Collected data
* * * * * * *

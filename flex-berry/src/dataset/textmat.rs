//! 纯文本矩阵.
//!
//! 与上游降维步骤交换数据所用的格式: 每行一条记录, 数值以空白分隔,
//! `#` 之后为注释, 空行被忽略. 写出时每个数值使用 `%.18e` 格式.

use std::fs::File;
use std::io::{BufRead, BufReader, BufWriter, Write};
use std::path::Path;

use itertools::Itertools;
use ndarray::{Array2, ArrayView2};

use crate::error::{FlexError, FlexResult};

/// 读取文本矩阵. 文件不存在时返回 [`FlexError::MissingInput`].
pub fn read_matrix<P: AsRef<Path>>(path: P) -> FlexResult<Array2<f64>> {
    let path = path.as_ref();
    let file = File::open(path).map_err(|e| FlexError::io(path, e))?;
    read_matrix_from(BufReader::new(file), path)
}

/// 从 `reader` 读取文本矩阵. `path` 仅用于错误信息.
///
/// 所有数据行的列数必须一致, 且至少有一行数据.
pub fn read_matrix_from<R: BufRead>(reader: R, path: &Path) -> FlexResult<Array2<f64>> {
    let parse_err = |line: usize, message: String| FlexError::Parse {
        path: path.to_owned(),
        line,
        message,
    };

    let mut cols = None;
    let mut rows = 0usize;
    let mut values = Vec::new();
    for (i, line) in reader.lines().enumerate() {
        let line_no = i + 1;
        let line = line.map_err(|e| FlexError::io(path, e))?;
        let content = line.split('#').next().unwrap_or_default();

        let before = values.len();
        for tok in content.split_whitespace() {
            let v = tok
                .parse::<f64>()
                .map_err(|_| parse_err(line_no, format!("`{tok}` is not a number")))?;
            values.push(v);
        }
        let n = values.len() - before;
        if n == 0 {
            continue;
        }
        match cols {
            None => cols = Some(n),
            Some(c) if c != n => {
                return Err(parse_err(
                    line_no,
                    format!("expected {c} columns, found {n}"),
                ))
            }
            _ => {}
        }
        rows += 1;
    }

    let cols = cols.ok_or_else(|| parse_err(0, "no data rows".to_string()))?;
    Array2::from_shape_vec((rows, cols), values).map_err(|e| parse_err(0, e.to_string()))
}

/// 按 `%.18e` 格式化, 与常见科学计算工具的默认文本输出保持一致.
pub(crate) fn format_sci(v: f64) -> String {
    if v.is_nan() {
        return "nan".to_string();
    }
    if v.is_infinite() {
        return if v > 0.0 { "inf" } else { "-inf" }.to_string();
    }
    let s = format!("{v:.18e}");
    // Rust 的指数格式为 `1.5e-3`, 转换为 `1.5e-03`.
    match s.split_once('e') {
        Some((mantissa, exp)) => {
            let exp: i32 = exp.parse().unwrap_or(0);
            let sign = if exp < 0 { '-' } else { '+' };
            format!("{mantissa}e{sign}{:02}", exp.abs())
        }
        None => s,
    }
}

/// 写出文本矩阵. 每行一条记录, 数值以单个空格分隔.
pub fn write_matrix<P: AsRef<Path>>(path: P, m: ArrayView2<f64>) -> FlexResult<()> {
    let path = path.as_ref();
    let file = File::create(path).map_err(|e| FlexError::io(path, e))?;
    let mut w = BufWriter::new(file);
    let io = |e| FlexError::io(path, e);
    for row in m.rows() {
        let line = row.iter().map(|v| format_sci(*v)).join(" ");
        writeln!(w, "{line}").map_err(io)?;
    }
    w.flush().map_err(io)
}

#[cfg(test)]
mod tests {
    use super::*;
    use ndarray::array;
    use std::io::Cursor;

    fn parse(s: &str) -> FlexResult<Array2<f64>> {
        read_matrix_from(Cursor::new(s), Path::new("mem.txt"))
    }

    #[test]
    fn test_parse_with_comments_and_blank_lines() {
        let m = parse("# header\n1 2 3\n\n  4\t5 6  # trailing\n").unwrap();
        assert_eq!(m, array![[1.0, 2.0, 3.0], [4.0, 5.0, 6.0]]);
    }

    #[test]
    fn test_single_column_stays_2d() {
        let m = parse("1\n2\n3\n").unwrap();
        assert_eq!(m.dim(), (3, 1));
    }

    #[test]
    fn test_ragged_rows_are_rejected() {
        match parse("1 2\n3\n") {
            Err(FlexError::Parse { line, .. }) => assert_eq!(line, 2),
            other => panic!("unexpected: {other:?}"),
        }
    }

    #[test]
    fn test_garbage_and_empty() {
        assert!(matches!(parse("1 x\n"), Err(FlexError::Parse { line: 1, .. })));
        assert!(matches!(parse("# nothing\n\n"), Err(FlexError::Parse { line: 0, .. })));
    }

    #[test]
    fn test_format_sci() {
        assert_eq!(format_sci(1.0), "1.000000000000000000e+00");
        assert_eq!(format_sci(150.0), "1.500000000000000000e+02");
        assert_eq!(format_sci(-3.0 / 2048.0), "-1.464843750000000000e-03");
        let big = format_sci(2f64.powi(400));
        assert!(big.starts_with("2.58224987808690") && big.ends_with("e+120"));
        assert_eq!(format_sci(f64::NAN), "nan");
        assert_eq!(format_sci(f64::NEG_INFINITY), "-inf");
    }

    #[test]
    fn test_written_matrix_reads_back() {
        let dir = tempfile::tempdir().unwrap();
        let path = dir.path().join("m.txt");
        let m = array![[0.1, -2.5e-7], [3.0, 1e10]];
        write_matrix(&path, m.view()).unwrap();
        assert_eq!(read_matrix(&path).unwrap(), m);
    }

    #[test]
    fn test_missing_file() {
        let err = read_matrix("/no/such/output_matrix.txt").unwrap_err();
        assert!(matches!(err, FlexError::MissingInput(_)));
    }
}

* * * * * * *

Every record, restated word for word, should make up your reply.

**RESULT**
filename flex-berry/src/dataset/textmat.rs
//! 纯文本矩阵.
//!
//! 与上游降维步骤交换数据所用的格式: 每行一条记录, 数值以空白分隔,
//! `#` 之后为注释, 空行被忽略. 写出时每个数值使用 `%.18e` 格式.

use std::fs::File;
use std::io::{BufRead, BufReader, BufWriter, Write};
use std::path::Path;

use itertools::Itertools;
use ndarray::{Array2, ArrayView2};

use crate::error::{FlexError, FlexResult};

/// 读取文本矩阵. 文件不存在时返回 [`FlexError::MissingInput`].
pub fn read_matrix<P: AsRef<Path>>(path: P) -> FlexResult<Array2<f64>> {
    let path = path.as_ref();
    let file = File::open(path).map_err(|e| FlexError::io(path, e))?;
    read_matrix_from(BufReader::new(file), path)
}

/// 从 `reader` 读取文本矩阵. `path` 仅用于错误信息.
///
/// 所有数据行的列数必须一致, 且至少有一行数据.
pub fn read_matrix_from<R: BufRead>(reader: R, path: &Path) -> FlexResult<Array2<f64>> {
    let parse_err = |line: usize, message: String| FlexError::Parse {
        path: path.to_owned(),
        line,
        message,
    };

    let mut cols = None;
    let mut rows = 0usize;
    let mut values = Vec::new();
    for (i, line) in reader.lines().enumerate() {
        let line_no = i + 1;
        let line = line.map_err(|e| FlexError::io(path, e))?;
        let content = line.split('#').next().unwrap_or_default();

        let before = values.len();
        for tok in content.split_whitespace() {
            let v = tok
                .parse::<f64>()
                .map_err(|_| parse_err(line_no, format!("`{tok}` is not a number")))?;
            values.push(v);
        }
        let n = values.len() - before;
        if n == 0 {
            continue;
        }
        match cols {
            None => cols = Some(n),
            Some(c) if c != n => {
                return Err(parse_err(
                    line_no,
                    format!("expected {c} columns, found {n}"),
                ))
            }
            _ => {}
        }
        rows += 1;
    }

    let cols = cols.ok_or_else(|| parse_err(0, "no data rows".to_string()))?;
    Array2::from_shape_vec((rows, cols), values).map_err(|e| parse_err(0, e.to_string()))
}

/// 按 `%.18e` 格式化, 与常见科学计算工具的默认文本输出保持一致.
pub(crate) fn format_sci(v: f64) -> String {
    if v.is_nan() {
        return "nan".to_string();
    }
    if v.is_infinite() {
        return if v > 0.0 { "inf" } else { "-inf" }.to_string();
    }
    let s = format!("{v:.18e}");
    // Rust 的指数格式为 `1.5e-3`, 转换为 `1.5e-03`.
    match s.split_once('e') {
        Some((mantissa, exp)) => {
            let exp: i32 = exp.parse().unwrap_or(0);
            let sign = if exp < 0 { '-' } else { '+' };
            format!("{mantissa}e{sign}{:02}", exp.abs())
        }
        None => s,
    }
}

/// 写出文本矩阵. 每行一条记录, 数值以单个空格分隔.
pub fn write_matrix<P: AsRef<Path>>(path: P, m: ArrayView2<f64>) -> FlexResult<()> {
    let path = path.as_ref();
    let file = File::create(path).map_err(|e| FlexError::io(path, e))?;
    let mut w = BufWriter::new(file);
    let io = |e| FlexError::io(path, e);
    for row in m.rows() {
        let line = row.iter().map(|v| format_sci(*v)).join(" ");
        writeln!(w, "{line}").map_err(io)?;
    }
    w.flush().map_err(io)
}

#[cfg(test)]
mod tests {
    use super::*;
    use ndarray::array;
    use std::io::Cursor;

    fn parse(s: &str) -> FlexResult<Array2<f64>> {
        read_matrix_from(Cursor::new(s), Path::new("mem.txt"))
    }

    #[test]
    fn test_parse_with_comments_and_blank_lines() {
        let m = parse("# header\n1 2 3\n\n  4\t5 6  # trailing\n").unwrap();
        assert_eq!(m, array![[1.0, 2.0, 3.0], [4.0, 5.0, 6.0]]);
    }

    #[test]
    fn test_single_column_stays_2d() {
        let m = parse("1\n2\n3\n").unwrap();
        assert_eq!(m.dim(), (3, 1));
    }

    #[test]
    fn test_ragged_rows_are_rejected() {
        match parse("1 2\n3\n") {
            Err(FlexError::Parse { line, .. }) => assert_eq!(line, 2),
            other => panic!("unexpected: {other:?}"),
        }
    }

    #[test]
    fn test_garbage_and_empty() {
        assert!(matches!(parse("1 x\n"), Err(FlexError::Parse { line: 1, .. })));
        assert!(matches!(parse("# nothing\n\n"), Err(FlexError::Parse { line: 0, .. })));
    }

    #[test]
    fn test_format_sci() {
        assert_eq!(format_sci(1.0), "1.000000000000000000e+00");
        assert_eq!(format_sci(150.0), "1.500000000000000000e+02");
        assert_eq!(format_sci(-3.0 / 2048.0), "-1.464843750000000000e-03");
        let big = format_sci(2f64.powi(400));
        assert!(big.starts_with("2.58224987808690") && big.ends_with("e+120"));
        assert_eq!(format_sci(f64::NAN), "nan");
        assert_eq!(format_sci(f64::NEG_INFINITY), "-inf");
    }

    #[test]
    fn test_written_matrix_reads_back() {
        let dir = tempfile::tempdir().unwrap();
        let path = dir.path().join("m.txt");
        let m = array![[0.1, -2.5e-7], [3.0, 1e10]];
        write_matrix(&path, m.view()).unwrap();
        assert_eq!(read_matrix(&path).unwrap(), m);
    }

    #[test]
    fn test_missing_file() {
        let err = read_matrix("/no/such/output_matrix.txt").unwrap_err();
        assert!(matches!(err, FlexError::MissingInput(_)));
    }
}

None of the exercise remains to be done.